→ **Task data**
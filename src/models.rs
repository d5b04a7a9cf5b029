//! Data models for the mortality dashboard.
//!
//! This module contains the typed records produced by the preparation
//! pipeline, the per-panel payload rows returned by the aggregations,
//! and the assembled dashboard document.

use chrono::{DateTime, Utc};
use serde::{Deserialize, Serialize};
use std::collections::BTreeMap;

/// Label used when a record's division code has no match in the division table.
pub const UNKNOWN_DIVISION: &str = "Desconocido";

/// Label used when a record's cause code has no match in the cause table.
pub const UNKNOWN_CAUSE: &str = "Causa desconocida";

/// Label used for a blank sex or age-group cell.
pub const UNKNOWN_CATEGORY: &str = "Sin dato";

/// A mortality row as read from the source table, before any join.
#[derive(Debug, Clone, PartialEq, Eq)]
pub struct DeathRow {
    pub year: i32,
    pub department_code: u32,
    pub municipality_code: u32,
    pub cause_code: String,
    pub sex: String,
    pub age_group: String,
    pub month: u8,
}

/// Mortality rows handed to preparation, with the size of the source table.
#[derive(Debug, Clone, Default, PartialEq, Eq)]
pub struct MortalityRows {
    pub rows: Vec<DeathRow>,
    /// Data rows in the source table, including rows of other years.
    pub source_rows: usize,
}

impl From<Vec<DeathRow>> for MortalityRows {
    fn from(rows: Vec<DeathRow>) -> Self {
        let source_rows = rows.len();
        Self { rows, source_rows }
    }
}

/// One entry of the administrative-division reference table.
#[derive(Debug, Clone, PartialEq, Eq)]
pub struct DivisionEntry {
    pub department_code: u32,
    pub municipality_code: u32,
    pub department: String,
    pub municipality: String,
}

/// One entry of the cause-of-death reference table.
#[derive(Debug, Clone, PartialEq, Eq)]
pub struct CauseEntry {
    /// Four-character cause code.
    pub code: String,
    pub description: String,
}

/// A mortality record with division names and cause description resolved.
///
/// `department`, `municipality` and `cause_description` are never empty
/// placeholders for "missing": unresolved joins carry [`UNKNOWN_DIVISION`]
/// or [`UNKNOWN_CAUSE`]. Blank `sex` and `age_group` cells carry
/// [`UNKNOWN_CATEGORY`], so they still form a group of their own.
#[derive(Debug, Clone, PartialEq, Eq, Serialize, Deserialize)]
pub struct MortalityRecord {
    pub year: i32,
    pub department_code: u32,
    pub municipality_code: u32,
    pub cause_code: String,
    pub sex: String,
    pub age_group: String,
    pub month: u8,
    pub department: String,
    pub municipality: String,
    pub cause_description: String,
}

/// Format a department code the way boundary datasets key their regions.
pub fn department_geo_id(code: u32) -> String {
    format!("{:02}", code)
}

/// Counters collected while preparing the table.
#[derive(Debug, Clone, Copy, Default, PartialEq, Eq, Serialize, Deserialize)]
pub struct PreparationStats {
    /// Rows read from the mortality table (all years).
    pub source_rows: usize,
    /// Rows kept after the year filter.
    pub year_rows: usize,
    /// Kept rows whose division key had no match.
    pub unresolved_divisions: usize,
    /// Kept rows whose cause code had no match.
    pub unresolved_causes: usize,
}

/// The single denormalized dataset every aggregation reads from.
#[derive(Debug, Clone, Default, PartialEq, Eq)]
pub struct PreparedTable {
    pub year: i32,
    pub records: Vec<MortalityRecord>,
    pub stats: PreparationStats,
}

impl PreparedTable {
    pub fn len(&self) -> usize {
        self.records.len()
    }

    pub fn is_empty(&self) -> bool {
        self.records.is_empty()
    }
}

/// Deaths per department (choropleth map).
#[derive(Debug, Clone, PartialEq, Eq, Serialize, Deserialize)]
pub struct DepartmentCount {
    pub code: u32,
    /// Zero-padded code matching the boundary dataset.
    pub geo_id: String,
    pub department: String,
    pub count: usize,
}

/// Deaths per month (trend line).
#[derive(Debug, Clone, Copy, PartialEq, Eq, Serialize, Deserialize)]
pub struct MonthCount {
    pub month: u8,
    pub count: usize,
}

/// Deaths per municipality (city rankings).
#[derive(Debug, Clone, PartialEq, Eq, Serialize, Deserialize)]
pub struct MunicipalityCount {
    pub municipality: String,
    pub count: usize,
}

/// Deaths per cause (causes table).
#[derive(Debug, Clone, PartialEq, Eq, Serialize, Deserialize)]
pub struct CauseCount {
    pub code: String,
    pub description: String,
    pub count: usize,
}

/// Deaths per age-group bucket (histogram).
#[derive(Debug, Clone, PartialEq, Eq, Serialize, Deserialize)]
pub struct AgeGroupCount {
    pub age_group: String,
    pub count: usize,
}

/// Deaths per sex within one department (stacked bars).
#[derive(Debug, Clone, PartialEq, Eq, Serialize, Deserialize)]
pub struct SexDepartmentBreakdown {
    pub department: String,
    pub by_sex: BTreeMap<String, usize>,
    pub total: usize,
}

/// The seven widget payloads of the dashboard.
#[derive(Debug, Clone, Default, PartialEq, Eq, Serialize, Deserialize)]
pub struct Panels {
    pub deaths_by_department: Vec<DepartmentCount>,
    pub deaths_by_month: Vec<MonthCount>,
    pub violent_cities: Vec<MunicipalityCount>,
    pub least_deaths_cities: Vec<MunicipalityCount>,
    pub top_causes: Vec<CauseCount>,
    pub age_distribution: Vec<AgeGroupCount>,
    pub sex_by_department: Vec<SexDepartmentBreakdown>,
}

impl Panels {
    /// Returns true when every panel is empty.
    pub fn is_empty(&self) -> bool {
        self.deaths_by_department.is_empty()
            && self.deaths_by_month.is_empty()
            && self.violent_cities.is_empty()
            && self.least_deaths_cities.is_empty()
            && self.top_causes.is_empty()
            && self.age_distribution.is_empty()
            && self.sex_by_department.is_empty()
    }
}

/// Metadata about the dashboard.
#[derive(Debug, Clone, Serialize, Deserialize)]
pub struct DashboardMetadata {
    /// Dashboard title.
    pub title: String,
    /// Reporting year the records were filtered to.
    pub year: i32,
    /// Path of the mortality table.
    pub mortality_source: String,
    /// Path of the cause table.
    pub causes_source: String,
    /// Path of the division table.
    pub divisions_source: String,
    /// Preparation counters.
    pub stats: PreparationStats,
    /// Boundary dataset the map panel is drawn against.
    pub boundary_url: String,
    /// Date and time the dashboard was generated.
    pub generated_at: DateTime<Utc>,
    /// Time spent loading, preparing and aggregating, in seconds.
    pub duration_seconds: f64,
}

/// The complete dashboard document.
#[derive(Debug, Clone, Serialize, Deserialize)]
pub struct Dashboard {
    pub metadata: DashboardMetadata,
    pub panels: Panels,
}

→ **Try it**
Through the line that contains "pub const UNKNOWN_DIVISION: &str", copy the material above exactly, beginning at its first line and including nothing more.

→ **Result of the exercise**
filename src/models.rs
repository d5b04a7a9cf5b029
//! Data models for the mortality dashboard.
//!
//! This module contains the typed records produced by the preparation
//! pipeline, the per-panel payload rows returned by the aggregations,
//! and the assembled dashboard document.

use chrono::{DateTime, Utc};
use serde::{Deserialize, Serialize};
use std::collections::BTreeMap;

/// Label used when a record's division code has no match in the division table.
pub const UNKNOWN_DIVISION: &str = "Desconocido";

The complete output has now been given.